You’ll never see the multi-national CEO come out and take the blame for catastrophic events.  They’ll have empathy, they’ll have compassion, but they will not take blame. This is real leadership.

You don’t want to believe that this is leadership, but it is.

Tom Brady did for the NFL what great leaders do.  He deflected a cheating scandal that could have cost billions of dollars to the brand, and placed it on the shoulders of some guy making $40,000 a year.  People can accept that story.  Some dumb equipment manager was a super fan and just trying to help out ‘his’ guy. It wasn’t Tom. Tom is a modern day God!

Welcome to the show kids.

On the Job Extra Credit

Remember when you were in school and you had a hard test, and it kicked your butt?  The saving grace was always when the teacher would give you extra credit to help you make up for that bad test grade!

I loved extra credit!

You know what never happened?  I never got extra credit for just showing up to class.

Why is that?

You see, you don’t get extra credit for doing what you’re supposed to do.  You need to do ‘extra’!

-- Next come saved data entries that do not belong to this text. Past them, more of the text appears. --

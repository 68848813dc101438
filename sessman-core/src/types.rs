//! Configuration data types

use crate::logging::LoggingConfig;
use serde::{Deserialize, Serialize};
use std::fmt;

/// Top-level configuration for a sessman process
#[derive(Debug, Clone, Default, Serialize, Deserialize)]
#[serde(default)]
pub struct SessmanConfig {
    pub session: SessionSettings,
    pub sqlite: SqliteSettings,
    pub mongodb: MongoSettings,
    pub retry: RetrySettings,
    pub logging: LoggingConfig,
}

/// Storage engine behind the session manager
#[derive(Debug, Clone, Copy, PartialEq, Eq, Hash, Serialize, Deserialize)]
pub enum BackendKind {
    /// Embedded, file-based store with a background reaper
    #[serde(rename = "sqlite", alias = "relational")]
    Relational,
    /// Networked document store with native TTL expiry
    #[serde(rename = "mongodb", alias = "document")]
    Document,
}

impl BackendKind {
    pub fn as_str(&self) -> &'static str {
        match self {
            BackendKind::Relational => "sqlite",
            BackendKind::Document => "mongodb",
        }
    }
}

impl fmt::Display for BackendKind {
    fn fmt(&self, f: &mut fmt::Formatter<'_>) -> fmt::Result {
        f.write_str(self.as_str())
    }
}

/// Manager-wide session policy
#[derive(Debug, Clone, Serialize, Deserialize)]
#[serde(default)]
pub struct SessionSettings {
    /// Which backend serves session traffic
    pub backend: BackendKind,
    /// Seconds of inactivity after which a session expires
    pub ttl_secs: u64,
    /// Cookie carrying the session id back to the client
    pub cookie_name: String,
}

/// Relational backend settings
#[derive(Debug, Clone, Serialize, Deserialize)]
#[serde(default)]
pub struct SqliteSettings {
    /// Database file
    pub database: Option<String>,
    /// Session table name
    pub table: String,
    /// Seconds between reaper sweeps
    pub sweep_interval_secs: u64,
    /// Consecutive failures tolerated before the store is declared fatal
    pub max_consecutive_failures: u32,
}

/// Document backend settings
#[derive(Debug, Clone, Serialize, Deserialize)]
#[serde(default)]
pub struct MongoSettings {
    /// host:port of the server
    pub server_url: String,
    pub database: Option<String>,
    pub username: Option<String>,
    pub password: Option<String>,
    /// Session collection name
    pub collection: String,
    /// Consecutive failures tolerated before the backend is declared fatal
    pub max_consecutive_failures: u32,
}

/// Backoff policy for (re)connecting to a store
#[derive(Debug, Clone, Serialize, Deserialize)]
#[serde(default)]
pub struct RetrySettings {
    pub max_attempts: usize,
    pub initial_delay_ms: u64,
    pub max_delay_ms: u64,
    pub backoff_multiplier: f64,
    pub jitter: bool,
}
fn structure_item_desc(value: &Value) -> Result<StructureItemDesc> {
    let (tag, args) = variant(value)?;
    match tag {
        "Pstr_eval" => Ok(StructureItemDesc::Eval(
            expression(arg(&args, 0, "Pstr_eval expression")?)?,
            attributes(arg(&args, 1, "Pstr_eval attributes")?)?,
        )),
        "Pstr_value" => {
            let flag = rec_flag(arg(&args, 0, "Pstr_value flag")?)?;
            let items = elements(arg(&args, 1, "Pstr_value bindings")?, "bindings")?;
            let mut bindings = Vec::new();
            for item in items {
                bindings.push(value_binding(item)?);
            }
            Ok(StructureItemDesc::Value(flag, bindings))
        }
        "Pstr_primitive" => Ok(StructureItemDesc::Primitive(value_description(arg(
            &args,
            0,
            "Pstr_primitive description",
        )?)?)),
        "Pstr_type" => {
            let flag = rec_flag(arg(&args, 0, "Pstr_type flag")?)?;
            let items = elements(arg(&args, 1, "Pstr_type declarations")?, "declarations")?;
            let mut decls = Vec::new();
            for item in items {
                decls.push(type_declaration(item)?);
            }
            Ok(StructureItemDesc::Type(flag, decls))
        }
        "Pstr_typext" => Ok(StructureItemDesc::TypeExt),
        "Pstr_exception" => Ok(StructureItemDesc::Exception(type_exception(arg(
            &args,
            0,
            "Pstr_exception",
        )?)?)),
        "Pstr_module" => Ok(StructureItemDesc::Module(module_binding(arg(
            &args,
            0,
            "Pstr_module binding",
        )?)?)),
        "Pstr_recmodule" => Ok(StructureItemDesc::RecModule),
        "Pstr_modtype" => Ok(StructureItemDesc::ModType),
        "Pstr_open" => Ok(StructureItemDesc::Open(open_declaration(arg(
            &args,
            0,
            "Pstr_open declaration",
        )?)?)),
        "Pstr_class" => Ok(StructureItemDesc::Class),
        "Pstr_class_type" => Ok(StructureItemDesc::ClassType),
        "Pstr_include" => Ok(StructureItemDesc::Include),
        "Pstr_attribute" => Ok(StructureItemDesc::Attribute(attribute(arg(
            &args,
            0,
            "Pstr_attribute",
        )?)?)),
        "Pstr_extension" => Ok(StructureItemDesc::Extension),
        _ => Ok(StructureItemDesc::Unknown(tag.to_string())),
    }
}

fn rec_flag(value: &Value) -> Result<RecFlag> {
    let (tag, _) = variant(value)?;
    Ok(if tag == "Recursive" {
        RecFlag::Recursive
    } else {
        RecFlag::Nonrecursive
    })
}

fn closed_flag(value: &Value) -> Result<ClosedFlag> {
    let (tag, _) = variant(value)?;
    Ok(if tag == "Open" {
        ClosedFlag::Open
    } else {
        ClosedFlag::Closed
    })
}

fn value_binding(value: &Value) -> Result<ValueBinding> {
    Ok(ValueBinding {
        pattern: pattern(field(value, "pvb_pat")?)?,
        expr: expression(field(value, "pvb_expr")?)?,
        attributes: attributes(field(value, "pvb_attributes")?)?,
        span: span(field(value, "pvb_loc")?)?,
    })
}

fn attributes(value: &Value) -> Result<Vec<Attribute>> {
    let items = elements(value, "attributes")?;
    let mut result = Vec::new();
    for item in items {
        result.push(attribute(item)?);
    }
    Ok(result)
}

fn attribute(value: &Value) -> Result<Attribute> {
    Ok(Attribute {
        name: string_loc(field(value, "attr_name")?)?,
        payload: payload(field(value, "attr_payload")?)?,
        span: span(field(value, "attr_loc")?)?,
    })
}

fn payload(value: &Value) -> Result<Payload> {
    let (tag, args) = variant(value)?;
    match tag {
        "PStr" => Ok(Payload::Structure(structure(arg(
            &args,
            0,
            "PStr structure",
        )?)?)),
        "PSig" => Ok(Payload::Signature),
        "PTyp" => Ok(Payload::Type),
        "PPat" => Ok(Payload::Pattern),
        _ => Err(ParsingError::UnexpectedShape(format!("payload {}", tag))),
    }
}

fn arg_label(value: &Value) -> Result<ArgLabel> {
    let (tag, args) = variant(value)?;
    match tag {
        "Nolabel" => Ok(ArgLabel::None),
        "Labelled" => Ok(ArgLabel::Labelled(string_of(
            arg(&args, 0, "Labelled name")?,
            "label",
        )?)),
        "Optional" => Ok(ArgLabel::Optional(string_of(
            arg(&args, 0, "Optional name")?,
            "label",
        )?)),
        _ => Err(ParsingError::UnexpectedShape(format!("arg label {}", tag))),
    }
}

fn constant(value: &Value) -> Result<Constant> {
    let desc = match value.get("pconst_desc") {
        Some(desc) => desc,
        None => value,
    };
    let (tag, args) = variant(desc)?;
    match tag {
        "Pconst_integer" => Ok(Constant::Integer(
            string_of(arg(&args, 0, "integer text")?, "integer")?,
            args.get(1).and_then(|v| suffix_of(v)),
        )),
        "Pconst_char" => Ok(Constant::Char(char_of(
            arg(&args, 0, "character")?,
            "character",
        )?)),
        "Pconst_string" => {
            let text = string_of(arg(&args, 0, "string text")?, "string")?;
            let delim = match args.get(2).copied().and_then(opt) {
                Some(delim) => Some(string_of(delim, "string delimiter")?),
                None => None,
            };
            Ok(Constant::String(text, delim))
        }
        "Pconst_float" => Ok(Constant::Float(
            string_of(arg(&args, 0, "float text")?, "float")?,
            args.get(1).and_then(|v| suffix_of(v)),
        )),
        _ => Err(ParsingError::UnexpectedShape(format!("constant {}", tag))),
    }
}

fn longident(value: &Value) -> Result<Longident> {
    let (tag, args) = variant(value)?;
    match tag {
        "Lident" => Ok(Longident::Ident(string_of(
            arg(&args, 0, "Lident name")?,
            "identifier",
        )?)),
        "Ldot" => Ok(Longident::Dot(
            Box::new(longident(arg(&args, 0, "Ldot prefix")?)?),
            string_of(arg(&args, 1, "Ldot name")?, "identifier")?,
        )),
        "Lapply" => Ok(Longident::Apply(
            Box::new(longident(arg(&args, 0, "Lapply functor")?)?),
            Box::new(longident(arg(&args, 1, "Lapply argument")?)?),
        )),
        _ => Err(ParsingError::UnexpectedShape(format!("longident {}", tag))),
    }
}

fn longident_loc(value: &Value) -> Result<Longident> {
    longident(field(value, "txt")?)
}

pub fn expression(value: &Value) -> Result<Expression> {
    Ok(Expression {
        desc: expression_desc(field(value, "pexp_desc")?)?,
        span: span(field(value, "pexp_loc")?)?,
        attributes: attributes(field(value, "pexp_attributes")?)?,
    })
}

fn expression_box(value: &Value) -> Result<Box<Expression>> {
    Ok(Box::new(expression(value)?))
}

fn expression_list(value: &Value, what: &'static str) -> Result<Vec<Expression>> {
    let items = elements(value, what)?;
    let mut result = Vec::new();
    for item in items {
        result.push(expression(item)?);
    }
    Ok(result)
}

We are currently caught in a vicious employment performance cycle where your employees want extra credit for showing up, and guess what?  You’re giving it to them!

Your employees are showing up and doing the job that you’re paying them to do, and they want you to give them extra credit for doing what they’re supposed to do.  Weak leaders and organizations do this all the time.

Why is this?

They don’t rightly define the difference between what is expected and what you get extra credit for.  Once you define this, giving out extra credit is fun! Not entitled.

Don’t get me wrong, I desperately want to give out extra credit to employees!  I truly don’t think many actually want extra credit, but for those who do, I want to make sure they know exactly how to get it, and what’s in it for them when they decide to give that extra effort.

You know what they call this in HR business?

Performance management.

T3 – iRevu

This week on T3 I review the the mobile micrco-feedback performance management technology, iRevu.  iRevü allows you to send micro-feedback to employees in real time, so they can view their feedback and respond in real time.  It’s a simple easy to use interface, that can interact with your system of record or performance management system to auto populate feedback directly into the system.

From your desktop or any internet connected device, you can see iRevü’s that you’ve received, requests for iRevü’s from your team and others. You can tie iRevü’s to company-wide goals and even an individual’s goals and special, short-term projects. iRevü’s and requests trigger emails to managers, and managers are periodically reminded of overdue iRevü’s. All the iRevü’s are exportable into your annual review form at any time by the person, their manager, or the HR administrator.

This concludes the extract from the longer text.